▶ _Task directions_:
Filter the data below, keeping only lines that contain "async".

▶ _Saved entries_:

....

//! Tile scraper: summary fields that are always present on an item tile.

use crate::page::{NodeHandle, PageError, StorePage};
use crate::selectors;

/// Summary fields read from a tile before any interaction.
#[derive(Debug, Clone)]
pub struct TileSummary {
    pub name: String,
    pub description: String,
}

/// Why a tile could not be scraped.
#[derive(Debug)]
pub enum TileError {
    /// The mandatory name field was absent or empty. The tile is skipped.
    MissingName,
    /// The tile's nodes could not be read at all (usually detached by
    /// virtualization between query and read). The tile is skipped.
    Unreadable(PageError),
}

/// Read `name` and `description` from a tile. No side effects on the page.
pub async fn read_tile(page: &dyn StorePage, tile: NodeHandle) -> Result<TileSummary, TileError> {
    let name = match page
        .query_one_in(tile, selectors::TILE_TITLE)
        .await
        .map_err(TileError::Unreadable)?
    {
        Some(title) => page
            .inner_text(title)
            .await
            .map_err(TileError::Unreadable)?
            .trim()
            .to_string(),
        None => return Err(TileError::MissingName),
    };

    if name.is_empty() {
        return Err(TileError::MissingName);
    }

    let description = match page
        .query_one_in(tile, selectors::TILE_SUBTITLE)
        .await
        .map_err(TileError::Unreadable)?
    {
        Some(subtitle) => page
            .inner_text(subtitle)
            .await
            .map_err(TileError::Unreadable)?
            .trim()
            .to_string(),
        None => String::new(),
    };

    Ok(TileSummary { name, description })
}

/// Read the tile's price in its raw markup form. Optional; used only on the
/// fallback path.
pub async fn read_price(page: &dyn StorePage, tile: NodeHandle) -> String {
    match page.query_one_in(tile, selectors::TILE_PRICE).await {
        Ok(Some(price)) => page.inner_html(price).await.unwrap_or_default(),
        _ => String::new(),
    }
}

....

▶ _Written solution_:
pub async fn read_tile(page: &dyn StorePage, tile: NodeHandle) -> Result<TileSummary, TileError> {
pub async fn read_price(page: &dyn StorePage, tile: NodeHandle) -> String {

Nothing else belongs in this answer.